To evoke the claustrophobia of being trapped in an elevator, he and his team captured footage in what he fondly refers to as the “dungeon-like” elevator in his lab building at Stanford. They recruited other occupants of the building to serve as extras, and the building’s maintenance team helped them halt the elevator abruptly.
To elicit a fear of heights, they asked a professional tree-trimmer to wear a camera on his body while climbing more than 250 feet up a tree in the region east of the San Francisco Bay.
And to simulate the frightening experience of being attacked by a dog, they went to nearby Redwood City, Calif., to solicit the help of a professional dog trainer and his 120-pound pitbull. With the camera running, the trainer gave the dog a cue to attack his arm and then cried out as if in pain. (In fact, the trainer was wearing a special dog-bite-resistant sleeve to protect himself from injury.)
Gathering all this footage has proved to be remarkably cheap, Huberman said.

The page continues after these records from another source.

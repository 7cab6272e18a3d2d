//! Connectivity probe through a SOCKS5 endpoint using `curl`.
//!
//! A single HEAD request to a well-known HTTPS site is sent through the proxy
//! with a 5-second connect timeout.  Any HTTP response counts as success,
//! whatever its status code; transport errors (timeout, refused, DNS) count as
//! failure.  There are no retries.

use std::sync::Arc;
use std::time::Duration;

use async_trait::async_trait;
use socks_toggle_core::probe_reached_internet;
use tracing::debug;

use crate::application::proxy_controller::ConnectivityProbe;
use crate::infrastructure::process::{CommandRunner, Invocation};

/// URL fetched through the proxy.
pub const PROBE_URL: &str = "https://www.google.com";

/// Connect timeout handed to curl.
pub const CONNECT_TIMEOUT: Duration = Duration::from_secs(5);

/// [`ConnectivityProbe`] implementation backed by `curl`.
pub struct CurlProbe {
    runner: Arc<dyn CommandRunner>,
}

impl CurlProbe {
    pub fn new(runner: Arc<dyn CommandRunner>) -> Self {
        Self { runner }
    }

    fn invocation(host: &str, port: &str) -> Invocation {
        Invocation::new("curl")
            .arg("--socks5")
            .arg(format!("{host}:{port}"))
            .arg("-s")
            .arg("--head")
            .arg(PROBE_URL)
            .arg("--connect-timeout")
            .arg(CONNECT_TIMEOUT.as_secs().to_string())
    }
}

#[async_trait]
impl ConnectivityProbe for CurlProbe {
    async fn reaches_internet(&self, host: &str, port: &str) -> bool {
        match self.runner.run(&Self::invocation(host, port)).await {
            Ok(output) => probe_reached_internet(&output),
            Err(e) => {
                debug!("probe through {host}:{port} failed: {e}");
                false
            }
        }
    }
}
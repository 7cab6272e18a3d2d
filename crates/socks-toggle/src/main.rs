//! socks-toggle entry point: flip the SOCKS proxy of a macOS network service.
//!
//! # Usage
//!
//! ```text
//! socks-toggle [OPTIONS]
//!
//! Options:
//!   -s, --service <NAME>   Network service name [default from config: Wi-Fi]
//!   -i, --ip <HOST>        SOCKS proxy address  [default from config: 10.64.0.1]
//!   -p, --port <PORT>      SOCKS proxy port     [default from config: 1080]
//!   -m, --check-mullvad    Run the VPN check before enabling
//!   -v, --verbose          Debug logging
//!       --config <PATH>    Settings file        [default: config.conf]
//! ```
//!
//! Command-line values override the settings file for this run only; they
//! are never written back.
//!
//! # Exit codes
//!
//! `0` for every completed run, including a toggle that was notified as
//! failed because the status did not change.  `1` when settings cannot be
//! loaded or saved, when a status query fails, or when enabling fails.

use std::path::PathBuf;
use std::process::ExitCode;
use std::sync::Arc;

use anyhow::Context;
use clap::Parser;
use socks_toggle_core::SettingsOverrides;
use tracing::debug;
use tracing_subscriber::EnvFilter;

use socks_toggle::application::proxy_controller::ProxyController;
use socks_toggle::application::toggle_proxy::{ToggleOutcome, ToggleProxyUseCase};
use socks_toggle::infrastructure::network::{CurlProbe, NetworksetupCli};
use socks_toggle::infrastructure::notification::OsascriptNotifier;
use socks_toggle::infrastructure::process::{CommandRunner, SystemCommandRunner};
use socks_toggle::infrastructure::storage::{ConfigStore, DEFAULT_CONFIG_PATH};
use socks_toggle::infrastructure::vpn::AssumeConnected;

// ── CLI argument definitions ──────────────────────────────────────────────────

/// Toggle the SOCKS proxy of a network service on or off.
///
/// Enabling is verified with a request through the proxy and undone if the
/// request fails.
#[derive(Debug, Parser)]
#[command(name = "socks-toggle", version)]
struct Cli {
    /// Network service (interface) name, e.g. "Wi-Fi".
    #[arg(short = 's', long = "service")]
    service: Option<String>,

    /// SOCKS proxy IP address or hostname.
    #[arg(short = 'i', long = "ip")]
    proxy_ip: Option<String>,

    /// SOCKS proxy port.
    #[arg(short = 'p', long = "port")]
    proxy_port: Option<String>,

    /// Run the Mullvad VPN check before enabling the proxy.
    #[arg(short = 'm', long = "check-mullvad")]
    check_mullvad: bool,

    /// Enable debug logging.
    #[arg(short = 'v', long)]
    verbose: bool,

    /// Path of the settings file.
    #[arg(long, default_value = DEFAULT_CONFIG_PATH, env = "SOCKS_TOGGLE_CONFIG")]
    config: PathBuf,
}

impl Cli {
    fn overrides(&self) -> SettingsOverrides {
        SettingsOverrides {
            interface_name: self.service.clone(),
            proxy_host: self.proxy_ip.clone(),
            proxy_port: self.proxy_port.clone(),
            verify_via_secondary_vpn: self.check_mullvad,
        }
    }

    fn log_filter(&self) -> EnvFilter {
        let fallback = if self.verbose { "debug" } else { "info" };
        EnvFilter::try_from_default_env().unwrap_or_else(|_| EnvFilter::new(fallback))
    }
}

// ── Entry point ───────────────────────────────────────────────────────────────

fn main() -> ExitCode {
    let cli = Cli::parse();

    tracing_subscriber::fmt()
        .with_env_filter(cli.log_filter())
        .with_writer(std::io::stderr)
        .with_target(false)
        .without_time()
        .init();

    match run(cli) {
        Ok(outcome) => {
            debug!(?outcome, "toggle finished");
            ExitCode::from(outcome.exit_code())
        }
        Err(e) => {
            println!("{e}");
            ExitCode::FAILURE
        }
    }
}

/// Builds the adapters and runs one toggle on a single-threaded runtime.
fn run(cli: Cli) -> anyhow::Result<ToggleOutcome> {
    let runtime = tokio::runtime::Builder::new_current_thread()
        .enable_all()
        .build()
        .context("failed to start runtime")?;

    let runner: Arc<dyn CommandRunner> = Arc::new(SystemCommandRunner);
    let controller = ProxyController::new(
        Arc::new(NetworksetupCli::new(Arc::clone(&runner))),
        Arc::new(CurlProbe::new(Arc::clone(&runner))),
    );
    let use_case = ToggleProxyUseCase::new(
        controller,
        Arc::new(OsascriptNotifier::new(runner)),
        Arc::new(AssumeConnected),
    );

    let store = ConfigStore::new(&cli.config);
    let overrides = cli.overrides();
    if overrides.is_empty() {
        debug!(path = %store.path().display(), "no command-line overrides");
    }
    let outcome = runtime.block_on(use_case.run(&store, overrides))?;
    Ok(outcome)
}

// ── Tests ─────────────────────────────────────────────────────────────────────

The lab’s many collaborators have helped them at little to no cost or allowed them to piggyback onto other trips, all in the name of research. (Other costs of the fear study, such as the virtual reality headsets, are being paid for using internal funds, Huberman said.)
The study, which is not a formal clinical trial, so far has recruited 85 volunteers, with the goal of eventually signing up 250 people, some of whom have diagnosed anxiety. The most effective recruitment method has not been the placement of traditional fliers tacked to a telephone pole, but rather the lab’s Instagram page.
When most volunteers watch the footage — all while having their heart rate, sweating, breathing, pupil size, and body posture measured — they will most likely have no idea of all that went into capturing it.
In the case of the shark footage, Huberman teamed up with an A-list photographer named Michael Muller, who has a passion for photographing sharks in the wild. Their team has twice boarded a research vessel for a 22-hour voyage out into the Pacific Ocean to spend a few days out on the crystal-clear water off the coast of Guadalupe Island.
Visiting tourists or researchers often go underwater in protective metal cages to observe the hundreds of great white sharks that congregate in the area. But Huberman said he managed to get permits from the Mexican government so that he and his team could exit the cage and swim with the sharks for his research project.
The experience was “incredibly calming,” said Huberman, who underwent training on how to stay safe.
Huberman speaks fondly about the sharks. But he also calls them “really diabolic little guys,” too, before quickly correcting himself: At about 3,000 pounds and 15 feet long, they’re “not so little guys.”
Huberman said that, if he returns to Guadalupe Island, he wants to run a field study measuring his collaborators’ respiration, pupil size, and heart rate while they swim among the sharks.
And although he hasn’t yet figured out how to do it, he said he wants to collect perhaps his most extreme virtual reality footage yet: a simulation of the experience of being eaten by a shark.